### INPUT RECORDS ###
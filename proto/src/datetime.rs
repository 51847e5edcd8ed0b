//! Date, period and calendar messages (`dqdatetime.proto`).

/// A calendar date. Serialized as plain year/month/day fields; all date
/// arithmetic happens engine-side.
#[derive(Clone, PartialEq, ::prost::Message)]
pub struct Date {
    #[prost(int32, tag = "1")]
    pub year: i32,
    #[prost(int32, tag = "2")]
    pub month: i32,
    #[prost(int32, tag = "3")]
    pub day: i32,
}

/// A tenor such as "3M" or "-2D". Negative lengths are used for offsets
/// counted backwards (e.g. fixing offsets).
#[derive(Clone, PartialEq, ::prost::Message)]
pub struct Period {
    #[prost(int32, tag = "1")]
    pub length: i32,
    #[prost(enumeration = "TimeUnit", tag = "2")]
    pub units: i32,
}

/// A named holiday calendar registered with the engine.
#[derive(Clone, PartialEq, ::prost::Message)]
pub struct Calendar {
    #[prost(string, tag = "1")]
    pub name: String,
    #[prost(message, repeated, tag = "2")]
    pub holidays: Vec<Date>,
    #[prost(message, repeated, tag = "3")]
    pub special_business_days: Vec<Date>,
}

/// Input for the CREATE_CALENDAR request.
#[derive(Clone, PartialEq, ::prost::Message)]
pub struct CreateCalendarInput {
    #[prost(message, optional, tag = "1")]
    pub calendar: Option<Calendar>,
}

#[derive(Clone, PartialEq, ::prost::Message)]
pub struct CreateCalendarOutput {
    #[prost(bool, tag = "1")]
    pub success: bool,
    #[prost(string, tag = "2")]
    pub err_msg: String,
}

#[derive(Clone, Copy, Debug, PartialEq, Eq, Hash, PartialOrd, Ord, ::prost::Enumeration)]
#[repr(i32)]
pub enum TimeUnit {
    InvalidTimeUnit = 0,
    Days = 1,
    Weeks = 2,
    Months = 3,
    Years = 4,
}

impl TimeUnit {
    pub fn as_str_name(&self) -> &'static str {
        match self {
            TimeUnit::InvalidTimeUnit => "INVALID_TIME_UNIT",
            TimeUnit::Days => "DAYS",
            TimeUnit::Weeks => "WEEKS",
            TimeUnit::Months => "MONTHS",
            TimeUnit::Years => "YEARS",
        }
    }

    pub fn from_str_name(value: &str) -> Option<Self> {
        match value {
            "INVALID_TIME_UNIT" => Some(TimeUnit::InvalidTimeUnit),
            "DAYS" => Some(TimeUnit::Days),
            "WEEKS" => Some(TimeUnit::Weeks),
            "MONTHS" => Some(TimeUnit::Months),
            "YEARS" => Some(TimeUnit::Years),
            _ => None,
        }
    }
}

#[derive(Clone, Copy, Debug, PartialEq, Eq, Hash, PartialOrd, Ord, ::prost::Enumeration)]
#[repr(i32)]
pub enum BusinessDayConvention {
    InvalidBusinessDayConvention = 0,
    Following = 1,
    ModifiedFollowing = 2,
    Preceding = 3,
    ModifiedPreceding = 4,
    Unadjusted = 5,
}

impl BusinessDayConvention {
    pub fn as_str_name(&self) -> &'static str {
        match self {
            BusinessDayConvention::InvalidBusinessDayConvention => {
                "INVALID_BUSINESS_DAY_CONVENTION"
            }
            BusinessDayConvention::Following => "FOLLOWING",
            BusinessDayConvention::ModifiedFollowing => "MODIFIED_FOLLOWING",
            BusinessDayConvention::Preceding => "PRECEDING",
            BusinessDayConvention::ModifiedPreceding => "MODIFIED_PRECEDING",
            BusinessDayConvention::Unadjusted => "UNADJUSTED",
        }
    }

    pub fn from_str_name(value: &str) -> Option<Self> {
        match value {
            "INVALID_BUSINESS_DAY_CONVENTION" => {
                Some(BusinessDayConvention::InvalidBusinessDayConvention)
            }
            "FOLLOWING" => Some(BusinessDayConvention::Following),
            "MODIFIED_FOLLOWING" => Some(BusinessDayConvention::ModifiedFollowing),
            "PRECEDING" => Some(BusinessDayConvention::Preceding),
            "MODIFIED_PRECEDING" => Some(BusinessDayConvention::ModifiedPreceding),
            "UNADJUSTED" => Some(BusinessDayConvention::Unadjusted),
            _ => None,
        }
    }
}

#[derive(Clone, Copy, Debug, PartialEq, Eq, Hash, PartialOrd, Ord, ::prost::Enumeration)]
#[repr(i32)]
pub enum DayCountConvention {
    InvalidDayCountConvention = 0,
    Act360 = 1,
    Act365Fixed = 2,
    ActActIsda = 3,
    Thirty360 = 4,
    Bus252 = 5,
}

impl DayCountConvention {
    pub fn as_str_name(&self) -> &'static str {
        match self {
            DayCountConvention::InvalidDayCountConvention => "INVALID_DAY_COUNT_CONVENTION",
            DayCountConvention::Act360 => "ACT_360",
            DayCountConvention::Act365Fixed => "ACT_365_FIXED",
            DayCountConvention::ActActIsda => "ACT_ACT_ISDA",
            DayCountConvention::Thirty360 => "THIRTY_360",
            DayCountConvention::Bus252 => "BUS_252",
        }
    }

    pub fn from_str_name(value: &str) -> Option<Self> {
        match value {
            "INVALID_DAY_COUNT_CONVENTION" => Some(DayCountConvention::InvalidDayCountConvention),
            "ACT_360" => Some(DayCountConvention::Act360),
            "ACT_365_FIXED" => Some(DayCountConvention::Act365Fixed),
            "ACT_ACT_ISDA" => Some(DayCountConvention::ActActIsda),
            "THIRTY_360" => Some(DayCountConvention::Thirty360),
            "BUS_252" => Some(DayCountConvention::Bus252),
            _ => None,
        }
    }
}

/// Schedule frequencies. `Once` carries the out-of-band engine code used
/// for single-period instruments such as deposits.
#[derive(Clone, Copy, Debug, PartialEq, Eq, Hash, PartialOrd, Ord, ::prost::Enumeration)]
#[repr(i32)]
pub enum Frequency {
    InvalidFrequency = 0,
    Annual = 1,
    SemiAnnual = 2,
    TriAnnual = 3,
    Quarterly = 4,
    Bimonthly = 5,
    Monthly = 6,
    Biweekly = 7,
    Weekly = 8,
    Daily = 9,
    Once = 999,
}

impl Frequency {
    pub fn as_str_name(&self) -> &'static str {
        match self {
            Frequency::InvalidFrequency => "INVALID_FREQUENCY",
            Frequency::Annual => "ANNUAL",
            Frequency::SemiAnnual => "SEMI_ANNUAL",
            Frequency::TriAnnual => "TRI_ANNUAL",
            Frequency::Quarterly => "QUARTERLY",
            Frequency::Bimonthly => "BIMONTHLY",
            Frequency::Monthly => "MONTHLY",
            Frequency::Biweekly => "BIWEEKLY",
            Frequency::Weekly => "WEEKLY",
            Frequency::Daily => "DAILY",
            Frequency::Once => "ONCE",
        }
    }

    pub fn from_str_name(value: &str) -> Option<Self> {
        match value {
            "INVALID_FREQUENCY" => Some(Frequency::InvalidFrequency),
            "ANNUAL" => Some(Frequency::Annual),
            "SEMI_ANNUAL" => Some(Frequency::SemiAnnual),
            "TRI_ANNUAL" => Some(Frequency::TriAnnual),
            "QUARTERLY" => Some(Frequency::Quarterly),
            "BIMONTHLY" => Some(Frequency::Bimonthly),
            "MONTHLY" => Some(Frequency::Monthly),
            "BIWEEKLY" => Some(Frequency::Biweekly),
            "WEEKLY" => Some(Frequency::Weekly),
            "DAILY" => Some(Frequency::Daily),
            "ONCE" => Some(Frequency::Once),
            _ => None,
        }
    }
}

#[derive(Clone, Copy, Debug, PartialEq, Eq, Hash, PartialOrd, Ord, ::prost::Enumeration)]
#[repr(i32)]
pub enum StubPolicy {
    InvalidStubPolicy = 0,
    Initial = 1,
    Final = 2,
}

impl StubPolicy {
    pub fn as_str_name(&self) -> &'static str {
        match self {
            StubPolicy::InvalidStubPolicy => "INVALID_STUB_POLICY",
            StubPolicy::Initial => "INITIAL",
            StubPolicy::Final => "FINAL",
        }
    }

    pub fn from_str_name(value: &str) -> Option<Self> {
        match value {
            "INVALID_STUB_POLICY" => Some(StubPolicy::InvalidStubPolicy),
            "INITIAL" => Some(StubPolicy::Initial),
            "FINAL" => Some(StubPolicy::Final),
            _ => None,
        }
    }
}

#[derive(Clone, Copy, Debug, PartialEq, Eq, Hash, PartialOrd, Ord, ::prost::Enumeration)]
#[repr(i32)]
pub enum BrokenPeriodType {
    InvalidBrokenPeriodType = 0,
    Short = 1,
    Long = 2,
}

impl BrokenPeriodType {
    pub fn as_str_name(&self) -> &'static str {
        match self {
            BrokenPeriodType::InvalidBrokenPeriodType => "INVALID_BROKEN_PERIOD_TYPE",
            BrokenPeriodType::Short => "SHORT",
            BrokenPeriodType::Long => "LONG",
        }
    }

    pub fn from_str_name(value: &str) -> Option<Self> {
        match value {
            "INVALID_BROKEN_PERIOD_TYPE" => Some(BrokenPeriodType::InvalidBrokenPeriodType),
            "SHORT" => Some(BrokenPeriodType::Short),
            "LONG" => Some(BrokenPeriodType::Long),
            _ => None,
        }
    }
}

#[derive(Clone, Copy, Debug, PartialEq, Eq, Hash, PartialOrd, Ord, ::prost::Enumeration)]
#[repr(i32)]
pub enum DateGenerationMode {
    InvalidDateGenerationMode = 0,
    InAdvance = 1,
    InArrears = 2,
}

impl DateGenerationMode {
    pub fn as_str_name(&self) -> &'static str {
        match self {
            DateGenerationMode::InvalidDateGenerationMode => "INVALID_DATE_GENERATION_MODE",
            DateGenerationMode::InAdvance => "IN_ADVANCE",
            DateGenerationMode::InArrears => "IN_ARREARS",
        }
    }

    pub fn from_str_name(value: &str) -> Option<Self> {
        match value {
            "INVALID_DATE_GENERATION_MODE" => Some(DateGenerationMode::InvalidDateGenerationMode),
            "IN_ADVANCE" => Some(DateGenerationMode::InAdvance),
            "IN_ARREARS" => Some(DateGenerationMode::InArrears),
            _ => None,
        }
    }
}

#[derive(Clone, Copy, Debug, PartialEq, Eq, Hash, PartialOrd, Ord, ::prost::Enumeration)]
#[repr(i32)]
pub enum DateRollConvention {
    InvalidDateRollConvention = 0,
    Eom = 1,
    Imm = 2,
}

impl DateRollConvention {
    pub fn as_str_name(&self) -> &'static str {
        match self {
            DateRollConvention::InvalidDateRollConvention => "INVALID_DATE_ROLL_CONVENTION",
            DateRollConvention::Eom => "EOM",
            DateRollConvention::Imm => "IMM",
        }
    }

    pub fn from_str_name(value: &str) -> Option<Self> {
        match value {
            "INVALID_DATE_ROLL_CONVENTION" => Some(DateRollConvention::InvalidDateRollConvention),
            "EOM" => Some(DateRollConvention::Eom),
            "IMM" => Some(DateRollConvention::Imm),
            _ => None,
        }
    }
}

#[derive(Clone, Copy, Debug, PartialEq, Eq, Hash, PartialOrd, Ord, ::prost::Enumeration)]
#[repr(i32)]
pub enum InstrumentStartConvention {
    InvalidInstrumentStartConvention = 0,
    SpotStart = 1,
    ForwardStart = 2,
}

impl InstrumentStartConvention {
    pub fn as_str_name(&self) -> &'static str {
        match self {
            InstrumentStartConvention::InvalidInstrumentStartConvention => {
                "INVALID_INSTRUMENT_START_CONVENTION"
            }
            InstrumentStartConvention::SpotStart => "SPOT_START",
            InstrumentStartConvention::ForwardStart => "FORWARD_START",
        }
    }

    pub fn from_str_name(value: &str) -> Option<Self> {
        match value {
            "INVALID_INSTRUMENT_START_CONVENTION" => {
                Some(InstrumentStartConvention::InvalidInstrumentStartConvention)
            }
            "SPOT_START" => Some(InstrumentStartConvention::SpotStart),
            "FORWARD_START" => Some(InstrumentStartConvention::ForwardStart),
            _ => None,
        }
    }
}

#[cfg(test)]
mod tests {
    use super::*;
    use prost::Message;

    #[test]
    fn date_wire_bytes_are_stable() {
        // Recorded from the engine contract: 2022-03-03.
        let date = Date { year: 2022, month: 3, day: 3 };
        assert_eq!(date.encode_to_vec(), b"\x08\xe6\x0f\x10\x03\x18\x03");
    }

    #[test]
    fn negative_period_length_round_trips() {
        let period = Period { length: -2, units: TimeUnit::Days as i32 };
        let bytes = period.encode_to_vec();
        let back = Period::decode(bytes.as_slice()).unwrap();
        assert_eq!(back, period);
    }

    #[test]
    fn enum_str_names_round_trip() {
        for dc in [
            DayCountConvention::Act360,
            DayCountConvention::Act365Fixed,
            DayCountConvention::ActActIsda,
        ] {
            assert_eq!(DayCountConvention::from_str_name(dc.as_str_name()), Some(dc));
        }
        assert_eq!(Frequency::from_str_name("ONCE"), Some(Frequency::Once));
        assert_eq!(Frequency::Once as i32, 999);
    }
}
###
PROBLEM DESCRIPTION
Each line holding "ModifiedPreceding" in the records should be copied out.

RESULT OF THIS TASK
    ModifiedPreceding = 4,
            BusinessDayConvention::ModifiedPreceding => "MODIFIED_PRECEDING",
            "MODIFIED_PRECEDING" => Some(BusinessDayConvention::ModifiedPreceding),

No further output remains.